Task directions:
Copying each record below exactly is the whole task.

|---|

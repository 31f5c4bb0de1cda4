//! Reply Gateway: one request/response exchange with the remote reply service.
//!
//! [`ReplyGateway`] is the raw transport seam (HTTP in production, scripted
//! fakes in tests). [`GatewayClient`] wraps any transport with the timeout,
//! reply splitting and fallback rules, so callers always get at least one
//! segment back and never see an error.

pub mod http;

pub use http::HttpGateway;

use crate::SessionId;
use crate::config::Config;
use crate::error::GatewayError;

use std::time::Duration;

/// Transport for a single exchange with the reply service.
pub trait ReplyGateway: Send + Sync + 'static {
    /// Send `text` on behalf of `session_id` and return the raw `reply` string.
    fn exchange(
        &self,
        session_id: &SessionId,
        text: &str,
    ) -> impl std::future::Future<Output = Result<String, GatewayError>> + Send;
}

/// How a gateway round ended.
#[derive(Debug, Clone, Copy, PartialEq, Eq)]
pub enum ReplyOutcome {
    /// The service answered with at least one usable segment.
    Answered,
    /// The service answered, but nothing usable; the greeting fallback was used.
    Empty,
    /// The exchange failed; the contact fallback was used.
    Failed,
}

/// Reply segments of one gateway round, in reveal order. Never empty.
#[derive(Debug, Clone, PartialEq, Eq)]
pub struct GatewayReply {
    pub segments: Vec<String>,
    pub outcome: ReplyOutcome,
}

/// Applies timeout, splitting and fallbacks on top of a [`ReplyGateway`].
pub struct GatewayClient<G> {
    gateway: G,
    delimiter: String,
    timeout: Duration,
    empty_reply_fallback: String,
    failure_fallback: String,
}

impl<G: ReplyGateway> GatewayClient<G> {
    pub fn new(gateway: G, config: &Config) -> Self {
        Self {
            gateway,
            delimiter: config.gateway.delimiter.clone(),
            timeout: config.gateway.timeout(),
            empty_reply_fallback: config.content.empty_reply_fallback.clone(),
            failure_fallback: config.content.failure_fallback.clone(),
        }
    }

    pub fn gateway(&self) -> &G {
        &self.gateway
    }

    /// Run one exchange. Failures are terminal for this round and not retried.
    pub async fn send(&self, session_id: &SessionId, text: &str) -> GatewayReply {
        let exchange = self.gateway.exchange(session_id, text);
        let result = match tokio::time::timeout(self.timeout, exchange).await {
            Ok(result) => result,
            Err(_) => Err(GatewayError::Timeout(self.timeout)),
        };

        match result {
            Ok(raw) => {
                let segments = split_reply(&raw, &self.delimiter);
                if segments.is_empty() {
                    tracing::debug!(%session_id, "reply service returned no usable segments");
                    GatewayReply {
                        segments: vec![self.empty_reply_fallback.clone()],
                        outcome: ReplyOutcome::Empty,
                    }
                } else {
                    GatewayReply {
                        segments,
                        outcome: ReplyOutcome::Answered,
                    }
                }
            }
            Err(error) => {
                tracing::warn!(%error, %session_id, "reply service exchange failed");
                GatewayReply {
                    segments: vec![self.failure_fallback.clone()],
                    outcome: ReplyOutcome::Failed,
                }
            }
        }
    }
}

/// Split a raw reply on the literal `delimiter`, trimming each segment and
/// dropping the blank ones.
pub fn split_reply(raw: &str, delimiter: &str) -> Vec<String> {
    raw.split(delimiter)
        .map(str::trim)
        .filter(|segment| !segment.is_empty())
        .map(String::from)
        .collect()
}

|---|

Answer box:
repository 31f5c4bb0de1cda4
//! Reply Gateway: one request/response exchange with the remote reply service.
//!
//! [`ReplyGateway`] is the raw transport seam (HTTP in production, scripted
//! fakes in tests). [`GatewayClient`] wraps any transport with the timeout,
//! reply splitting and fallback rules, so callers always get at least one
//! segment back and never see an error.

pub mod http;

pub use http::HttpGateway;

use crate::SessionId;
use crate::config::Config;
use crate::error::GatewayError;

use std::time::Duration;

/// Transport for a single exchange with the reply service.
pub trait ReplyGateway: Send + Sync + 'static {
    /// Send `text` on behalf of `session_id` and return the raw `reply` string.
    fn exchange(
        &self,
        session_id: &SessionId,
        text: &str,
    ) -> impl std::future::Future<Output = Result<String, GatewayError>> + Send;
}

/// How a gateway round ended.
#[derive(Debug, Clone, Copy, PartialEq, Eq)]
pub enum ReplyOutcome {
    /// The service answered with at least one usable segment.
    Answered,
    /// The service answered, but nothing usable; the greeting fallback was used.
    Empty,
    /// The exchange failed; the contact fallback was used.
    Failed,
}

/// Reply segments of one gateway round, in reveal order. Never empty.
#[derive(Debug, Clone, PartialEq, Eq)]
pub struct GatewayReply {
    pub segments: Vec<String>,
    pub outcome: ReplyOutcome,
}

/// Applies timeout, splitting and fallbacks on top of a [`ReplyGateway`].
pub struct GatewayClient<G> {
    gateway: G,
    delimiter: String,
    timeout: Duration,
    empty_reply_fallback: String,
    failure_fallback: String,
}

impl<G: ReplyGateway> GatewayClient<G> {
    pub fn new(gateway: G, config: &Config) -> Self {
        Self {
            gateway,
            delimiter: config.gateway.delimiter.clone(),
            timeout: config.gateway.timeout(),
            empty_reply_fallback: config.content.empty_reply_fallback.clone(),
            failure_fallback: config.content.failure_fallback.clone(),
        }
    }

    pub fn gateway(&self) -> &G {
        &self.gateway
    }

    /// Run one exchange. Failures are terminal for this round and not retried.
    pub async fn send(&self, session_id: &SessionId, text: &str) -> GatewayReply {
        let exchange = self.gateway.exchange(session_id, text);
        let result = match tokio::time::timeout(self.timeout, exchange).await {
            Ok(result) => result,
            Err(_) => Err(GatewayError::Timeout(self.timeout)),
        };

        match result {
            Ok(raw) => {
                let segments = split_reply(&raw, &self.delimiter);
                if segments.is_empty() {
                    tracing::debug!(%session_id, "reply service returned no usable segments");
                    GatewayReply {
                        segments: vec![self.empty_reply_fallback.clone()],
                        outcome: ReplyOutcome::Empty,
                    }
                } else {
                    GatewayReply {
                        segments,
                        outcome: ReplyOutcome::Answered,
                    }
                }
            }
            Err(error) => {
                tracing::warn!(%error, %session_id, "reply service exchange failed");
                GatewayReply {
                    segments: vec![self.failure_fallback.clone()],
                    outcome: ReplyOutcome::Failed,
                }
            }
        }
    }
}

/// Split a raw reply on the literal `delimiter`, trimming each segment and
/// dropping the blank ones.
pub fn split_reply(raw: &str, delimiter: &str) -> Vec<String> {
    raw.split(delimiter)
        .map(str::trim)
        .filter(|segment| !segment.is_empty())
        .map(String::from)
        .collect()
}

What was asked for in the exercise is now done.